### Directions for this task:
Repeat the records. Each line must match exactly.

### Task data:
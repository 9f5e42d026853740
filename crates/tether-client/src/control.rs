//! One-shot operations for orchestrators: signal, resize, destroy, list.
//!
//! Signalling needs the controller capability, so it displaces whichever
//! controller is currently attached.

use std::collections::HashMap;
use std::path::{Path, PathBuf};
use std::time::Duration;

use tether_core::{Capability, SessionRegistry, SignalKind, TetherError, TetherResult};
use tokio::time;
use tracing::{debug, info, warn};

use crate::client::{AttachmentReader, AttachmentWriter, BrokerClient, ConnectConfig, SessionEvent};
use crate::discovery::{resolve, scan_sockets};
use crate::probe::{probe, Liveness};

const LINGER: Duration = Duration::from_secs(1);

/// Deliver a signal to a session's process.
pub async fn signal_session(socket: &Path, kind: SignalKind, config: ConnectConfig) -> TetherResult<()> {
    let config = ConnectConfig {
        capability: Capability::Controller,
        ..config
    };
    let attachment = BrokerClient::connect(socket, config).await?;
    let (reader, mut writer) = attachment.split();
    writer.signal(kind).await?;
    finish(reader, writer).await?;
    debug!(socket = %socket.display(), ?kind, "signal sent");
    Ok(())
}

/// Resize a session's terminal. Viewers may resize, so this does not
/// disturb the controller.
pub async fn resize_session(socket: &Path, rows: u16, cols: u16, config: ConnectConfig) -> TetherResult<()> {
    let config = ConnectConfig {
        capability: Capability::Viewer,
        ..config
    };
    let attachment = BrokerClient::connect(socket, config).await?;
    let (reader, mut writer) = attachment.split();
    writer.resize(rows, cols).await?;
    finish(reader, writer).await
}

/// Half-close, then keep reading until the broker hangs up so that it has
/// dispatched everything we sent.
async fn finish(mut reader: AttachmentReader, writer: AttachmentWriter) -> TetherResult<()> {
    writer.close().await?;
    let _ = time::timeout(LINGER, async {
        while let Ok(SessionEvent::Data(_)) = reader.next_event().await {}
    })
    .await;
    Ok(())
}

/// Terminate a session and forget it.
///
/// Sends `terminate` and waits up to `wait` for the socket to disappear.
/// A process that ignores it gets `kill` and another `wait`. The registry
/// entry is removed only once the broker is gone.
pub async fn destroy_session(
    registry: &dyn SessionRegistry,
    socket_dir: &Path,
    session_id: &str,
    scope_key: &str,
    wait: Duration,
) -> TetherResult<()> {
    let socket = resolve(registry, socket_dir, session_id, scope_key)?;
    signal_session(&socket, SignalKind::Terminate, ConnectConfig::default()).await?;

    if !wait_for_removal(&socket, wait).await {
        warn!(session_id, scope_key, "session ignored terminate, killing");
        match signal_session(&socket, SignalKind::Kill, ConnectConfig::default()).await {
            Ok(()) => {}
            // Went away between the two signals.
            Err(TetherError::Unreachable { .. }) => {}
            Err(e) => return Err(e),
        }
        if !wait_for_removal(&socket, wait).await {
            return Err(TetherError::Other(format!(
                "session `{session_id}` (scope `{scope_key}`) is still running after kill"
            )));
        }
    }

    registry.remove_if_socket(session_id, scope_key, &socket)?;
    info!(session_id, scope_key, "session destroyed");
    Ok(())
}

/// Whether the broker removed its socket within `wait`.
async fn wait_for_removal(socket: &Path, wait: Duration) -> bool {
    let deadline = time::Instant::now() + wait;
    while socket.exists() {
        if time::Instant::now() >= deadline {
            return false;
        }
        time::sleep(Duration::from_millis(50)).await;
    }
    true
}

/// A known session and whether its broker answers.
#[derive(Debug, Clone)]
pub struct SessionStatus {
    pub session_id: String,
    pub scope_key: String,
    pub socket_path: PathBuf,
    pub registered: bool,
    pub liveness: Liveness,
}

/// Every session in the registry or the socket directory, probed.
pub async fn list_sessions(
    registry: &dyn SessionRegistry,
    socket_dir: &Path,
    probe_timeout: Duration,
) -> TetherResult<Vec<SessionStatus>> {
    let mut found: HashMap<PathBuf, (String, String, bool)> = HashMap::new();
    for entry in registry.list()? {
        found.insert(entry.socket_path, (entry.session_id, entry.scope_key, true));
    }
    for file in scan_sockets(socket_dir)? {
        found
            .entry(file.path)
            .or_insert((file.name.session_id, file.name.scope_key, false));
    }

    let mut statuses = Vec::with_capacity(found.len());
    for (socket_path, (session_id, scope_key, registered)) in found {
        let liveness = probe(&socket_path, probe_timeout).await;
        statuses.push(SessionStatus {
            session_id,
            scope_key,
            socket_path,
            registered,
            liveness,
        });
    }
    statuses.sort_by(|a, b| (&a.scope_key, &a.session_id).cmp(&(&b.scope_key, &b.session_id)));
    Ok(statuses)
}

### Response to the exercise:
repository 9f5e42d026853740
filename crates/tether-client/src/control.rs
//! One-shot operations for orchestrators: signal, resize, destroy, list.
//!
//! Signalling needs the controller capability, so it displaces whichever
//! controller is currently attached.

use std::collections::HashMap;
use std::path::{Path, PathBuf};
use std::time::Duration;

use tether_core::{Capability, SessionRegistry, SignalKind, TetherError, TetherResult};
use tokio::time;
use tracing::{debug, info, warn};

use crate::client::{AttachmentReader, AttachmentWriter, BrokerClient, ConnectConfig, SessionEvent};
use crate::discovery::{resolve, scan_sockets};
use crate::probe::{probe, Liveness};

const LINGER: Duration = Duration::from_secs(1);

/// Deliver a signal to a session's process.
pub async fn signal_session(socket: &Path, kind: SignalKind, config: ConnectConfig) -> TetherResult<()> {
    let config = ConnectConfig {
        capability: Capability::Controller,
        ..config
    };
    let attachment = BrokerClient::connect(socket, config).await?;
    let (reader, mut writer) = attachment.split();
    writer.signal(kind).await?;
    finish(reader, writer).await?;
    debug!(socket = %socket.display(), ?kind, "signal sent");
    Ok(())
}

/// Resize a session's terminal. Viewers may resize, so this does not
/// disturb the controller.
pub async fn resize_session(socket: &Path, rows: u16, cols: u16, config: ConnectConfig) -> TetherResult<()> {
    let config = ConnectConfig {
        capability: Capability::Viewer,
        ..config
    };
    let attachment = BrokerClient::connect(socket, config).await?;
    let (reader, mut writer) = attachment.split();
    writer.resize(rows, cols).await?;
    finish(reader, writer).await
}

/// Half-close, then keep reading until the broker hangs up so that it has
/// dispatched everything we sent.
async fn finish(mut reader: AttachmentReader, writer: AttachmentWriter) -> TetherResult<()> {
    writer.close().await?;
    let _ = time::timeout(LINGER, async {
        while let Ok(SessionEvent::Data(_)) = reader.next_event().await {}
    })
    .await;
    Ok(())
}

/// Terminate a session and forget it.
///
/// Sends `terminate` and waits up to `wait` for the socket to disappear.
/// A process that ignores it gets `kill` and another `wait`. The registry
/// entry is removed only once the broker is gone.
pub async fn destroy_session(
    registry: &dyn SessionRegistry,
    socket_dir: &Path,
    session_id: &str,
    scope_key: &str,
    wait: Duration,
) -> TetherResult<()> {
    let socket = resolve(registry, socket_dir, session_id, scope_key)?;
    signal_session(&socket, SignalKind::Terminate, ConnectConfig::default()).await?;

    if !wait_for_removal(&socket, wait).await {
        warn!(session_id, scope_key, "session ignored terminate, killing");
        match signal_session(&socket, SignalKind::Kill, ConnectConfig::default()).await {
            Ok(()) => {}
            // Went away between the two signals.
            Err(TetherError::Unreachable { .. }) => {}
            Err(e) => return Err(e),
        }
        if !wait_for_removal(&socket, wait).await {
            return Err(TetherError::Other(format!(
                "session `{session_id}` (scope `{scope_key}`) is still running after kill"
            )));
        }
    }

    registry.remove_if_socket(session_id, scope_key, &socket)?;
    info!(session_id, scope_key, "session destroyed");
    Ok(())
}

/// Whether the broker removed its socket within `wait`.
async fn wait_for_removal(socket: &Path, wait: Duration) -> bool {
    let deadline = time::Instant::now() + wait;
    while socket.exists() {
        if time::Instant::now() >= deadline {
            return false;
        }
        time::sleep(Duration::from_millis(50)).await;
    }
    true
}

/// A known session and whether its broker answers.
#[derive(Debug, Clone)]
pub struct SessionStatus {
    pub session_id: String,
    pub scope_key: String,
    pub socket_path: PathBuf,
    pub registered: bool,
    pub liveness: Liveness,
}

/// Every session in the registry or the socket directory, probed.
pub async fn list_sessions(
    registry: &dyn SessionRegistry,
    socket_dir: &Path,
    probe_timeout: Duration,
) -> TetherResult<Vec<SessionStatus>> {
    let mut found: HashMap<PathBuf, (String, String, bool)> = HashMap::new();
    for entry in registry.list()? {
        found.insert(entry.socket_path, (entry.session_id, entry.scope_key, true));
    }
    for file in scan_sockets(socket_dir)? {
        found
            .entry(file.path)
            .or_insert((file.name.session_id, file.name.scope_key, false));
    }

    let mut statuses = Vec::with_capacity(found.len());
    for (socket_path, (session_id, scope_key, registered)) in found {
        let liveness = probe(&socket_path, probe_timeout).await;
        statuses.push(SessionStatus {
            session_id,
            scope_key,
            socket_path,
            registered,
            liveness,
        });
    }
    statuses.sort_by(|a, b| (&a.scope_key, &a.session_id).cmp(&(&b.scope_key, &b.session_id)));
    Ok(statuses)
}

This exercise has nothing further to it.